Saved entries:
• • •
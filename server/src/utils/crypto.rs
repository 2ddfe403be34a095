//! Cryptographic utility functions

use argon2::Argon2;
use argon2::password_hash::{
    self, PasswordHash, PasswordHasher, PasswordVerifier, SaltString, rand_core::OsRng,
};
use sha2::{Digest, Sha256};

/// Hash a password with Argon2id and a fresh random salt.
///
/// Returns the PHC string stored in `user.password`.
pub fn hash_password(password: &str) -> Result<String, password_hash::Error> {
    let salt = SaltString::generate(&mut OsRng);
    let hash = Argon2::default().hash_password(password.as_bytes(), &salt)?;
    Ok(hash.to_string())
}

/// Check a password against a stored PHC string.
///
/// A mismatch is `Ok(false)`; a malformed hash is an error.
pub fn verify_password(password: &str, stored_hash: &str) -> Result<bool, password_hash::Error> {
    let parsed = PasswordHash::new(stored_hash)?;
    match Argon2::default().verify_password(password.as_bytes(), &parsed) {
        Ok(()) => Ok(true),
        Err(password_hash::Error::Password) => Ok(false),
        Err(e) => Err(e),
    }
}

/// Calculate SHA256 hash and return as hex string
pub fn sha256_hex(data: &str) -> String {
    let mut hasher = Sha256::new();
    hasher.update(data.as_bytes());
    hex::encode(hasher.finalize())
}

/// MD5 digest as lowercase hex. Only for log fingerprints, never for storage.
pub fn md5_hex(data: &str) -> String {
    format!("{:x}", md5::compute(data.as_bytes()))
}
• • •
▶ **Exercise instructions**:
Copy every line above without changes.

▶ **Response**:
filename server/src/utils/crypto.rs
repository 2ddfe403be34a095
//! Cryptographic utility functions

use argon2::Argon2;
use argon2::password_hash::{
    self, PasswordHash, PasswordHasher, PasswordVerifier, SaltString, rand_core::OsRng,
};
use sha2::{Digest, Sha256};

/// Hash a password with Argon2id and a fresh random salt.
///
/// Returns the PHC string stored in `user.password`.
pub fn hash_password(password: &str) -> Result<String, password_hash::Error> {
    let salt = SaltString::generate(&mut OsRng);
    let hash = Argon2::default().hash_password(password.as_bytes(), &salt)?;
    Ok(hash.to_string())
}

/// Check a password against a stored PHC string.
///
/// A mismatch is `Ok(false)`; a malformed hash is an error.
pub fn verify_password(password: &str, stored_hash: &str) -> Result<bool, password_hash::Error> {
    let parsed = PasswordHash::new(stored_hash)?;
    match Argon2::default().verify_password(password.as_bytes(), &parsed) {
        Ok(()) => Ok(true),
        Err(password_hash::Error::Password) => Ok(false),
        Err(e) => Err(e),
    }
}

/// Calculate SHA256 hash and return as hex string
pub fn sha256_hex(data: &str) -> String {
    let mut hasher = Sha256::new();
    hasher.update(data.as_bytes());
    hex::encode(hasher.finalize())
}

/// MD5 digest as lowercase hex. Only for log fingerprints, never for storage.
pub fn md5_hex(data: &str) -> String {
    format!("{:x}", md5::compute(data.as_bytes()))
}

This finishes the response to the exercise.